Последний раз оттачиваю огрызок карандаша, привязанный к тетради, сосредоточиваю свои мысли на заключительной записи.
В памяти сразу возникают старики с их печальной судьбою. При мысли, что мы вне опасности, окружены заботой друзей, уютом и нас не терзают муки голода, — становится не по себе. Выберутся ли проводники из этих пустырей, и, если они унесли с собою обиду на нас, — сумеем ли мы когда-нибудь оправдаться перед ними?
Теперь можно подвести итог нашему путешествию.
Мая, несмотря на свой буйный нрав, не может служить препятствием для проведения здесь необходимых работ. Но люди, попавшие на реку, должны соблюдать осторожность и уметь уважать опасность. Слабого человека она может напугать своею дикостью, высоченными береговыми скалами, свирепым рёвом. Но к этому можно привыкнуть. Мы здесь новички, и Мая серьёзно занималась нами. Это позволит теперь найти более правильное решение на будущее. Мы твёрдо знаем, что по Мае порогов нет, что на плоту и на долблёнке рисково спускаться по ней в малую воду, зато в половодье, когда река превращается в мощный поток, вас пронесёт без аварии. Конечно, при наличии хорошего кормовщика.
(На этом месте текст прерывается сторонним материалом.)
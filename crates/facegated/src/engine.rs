use facegate_capture::{CaptureError, Frame, FrameSource};
use facegate_core::enrollment::{self, reference_image_path};
use facegate_core::{AnalyzerError, Detection, FaceAnalyzer, LabeledEmbeddings, TickGate, TickTicket};
use std::path::PathBuf;
use thiserror::Error;
use tokio::sync::{mpsc, oneshot};

#[derive(Error, Debug)]
pub enum EngineError {
    #[error("capture error: {0}")]
    Capture(#[from] CaptureError),
    #[error("analyzer error: {0}")]
    Analyzer(#[from] AnalyzerError),
    #[error("failed to spawn engine thread: {0}")]
    Spawn(std::io::Error),
    #[error("engine thread exited")]
    ChannelClosed,
}

/// Detections for one captured frame.
#[derive(Debug, Clone)]
pub struct FrameDetections {
    /// Issued when the frame is captured, so ticket order is frame order.
    pub ticket: TickTicket,
    pub sequence: u32,
    /// Frame size the detections are expressed in.
    pub size: (u32, u32),
    pub detections: Vec<Detection>,
}

/// Messages sent from async tasks to the engine thread.
enum EngineRequest {
    Enroll {
        labels_dir: PathBuf,
        labels: Vec<String>,
        images_per_label: usize,
        reply: oneshot::Sender<Vec<LabeledEmbeddings>>,
    },
    Detect {
        reply: oneshot::Sender<Result<Option<FrameDetections>, EngineError>>,
    },
}

/// Clone-safe handle to the engine thread.
#[derive(Clone)]
pub struct EngineHandle {
    tx: mpsc::Sender<EngineRequest>,
}

impl EngineHandle {
    /// Build one descriptor set per label from `<labels_dir>/<label>/<i>.png`.
    pub async fn enroll(
        &self,
        labels_dir: PathBuf,
        labels: Vec<String>,
        images_per_label: usize,
    ) -> Result<Vec<LabeledEmbeddings>, EngineError> {
        let (reply_tx, reply_rx) = oneshot::channel();
        self.tx
            .send(EngineRequest::Enroll {
                labels_dir,
                labels,
                images_per_label,
                reply: reply_tx,
            })
            .await
            .map_err(|_| EngineError::ChannelClosed)?;
        reply_rx.await.map_err(|_| EngineError::ChannelClosed)
    }

    /// Capture the current frame and detect every face in it.
    ///
    /// `Ok(None)` once the capture stream has ended.
    pub async fn detect(&self) -> Result<Option<FrameDetections>, EngineError> {
        let (reply_tx, reply_rx) = oneshot::channel();
        self.tx
            .send(EngineRequest::Detect { reply: reply_tx })
            .await
            .map_err(|_| EngineError::ChannelClosed)?;
        reply_rx.await.map_err(|_| EngineError::ChannelClosed)?
    }
}

/// Spawn the engine on a dedicated OS thread.
///
/// The thread owns the capture source and the analyzer; requests are served
/// one at a time in arrival order. Each captured frame gets the next tick
/// ticket from the engine's [`TickGate`].
pub fn spawn_engine<S, A>(mut source: S, mut analyzer: A) -> Result<EngineHandle, EngineError>
where
    S: FrameSource + 'static,
    A: FaceAnalyzer<Image = Frame> + Send + 'static,
{
    let (tx, mut rx) = mpsc::channel::<EngineRequest>(4);

    std::thread::Builder::new()
        .name("facegate-engine".into())
        .spawn(move || {
            let gate = TickGate::new();
            tracing::info!("engine thread started");
            while let Some(req) = rx.blocking_recv() {
                match req {
                    EngineRequest::Enroll {
                        labels_dir,
                        labels,
                        images_per_label,
                        reply,
                    } => {
                        let sets = enrollment::enroll(&mut analyzer, &labels, images_per_label, |label, i| {
                            Frame::open(&reference_image_path(&labels_dir, label, i), i as u32)
                        });
                        let _ = reply.send(sets);
                    }
                    EngineRequest::Detect { reply } => {
                        let _ = reply.send(run_detect(&mut source, &mut analyzer, &gate));
                    }
                }
            }
            tracing::info!("engine thread exiting");
        })
        .map_err(EngineError::Spawn)?;

    Ok(EngineHandle { tx })
}

fn run_detect<S, A>(
    source: &mut S,
    analyzer: &mut A,
    gate: &TickGate,
) -> Result<Option<FrameDetections>, EngineError>
where
    S: FrameSource,
    A: FaceAnalyzer<Image = Frame>,
{
    let Some(frame) = source.next_frame()? else {
        return Ok(None);
    };
    let ticket = gate.dispatch();
    let detections = analyzer.detect_all(&frame)?;
    tracing::trace!(
        tick = ticket.sequence(),
        sequence = frame.sequence,
        faces = detections.len(),
        latency_ms = frame.age().as_millis() as u64,
        "frame analysed"
    );
    Ok(Some(FrameDetections {
        ticket,
        sequence: frame.sequence,
        size: frame.dimensions(),
        detections,
    }))
}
Организовывать работы на Мае можно только снизу по реке, передвигаясь на долблёнках. Это потребует от людей много физических усилий, особенно от шестовиков, которым придётся гнать против течения гружёные лодки. При таком способе передвижения всегда имеется возможность заранее осмотреть перекат, обойти препятствие и на быстрине поднять долблёнку на верёвке. В этом случае меньше риска и больше уверенности.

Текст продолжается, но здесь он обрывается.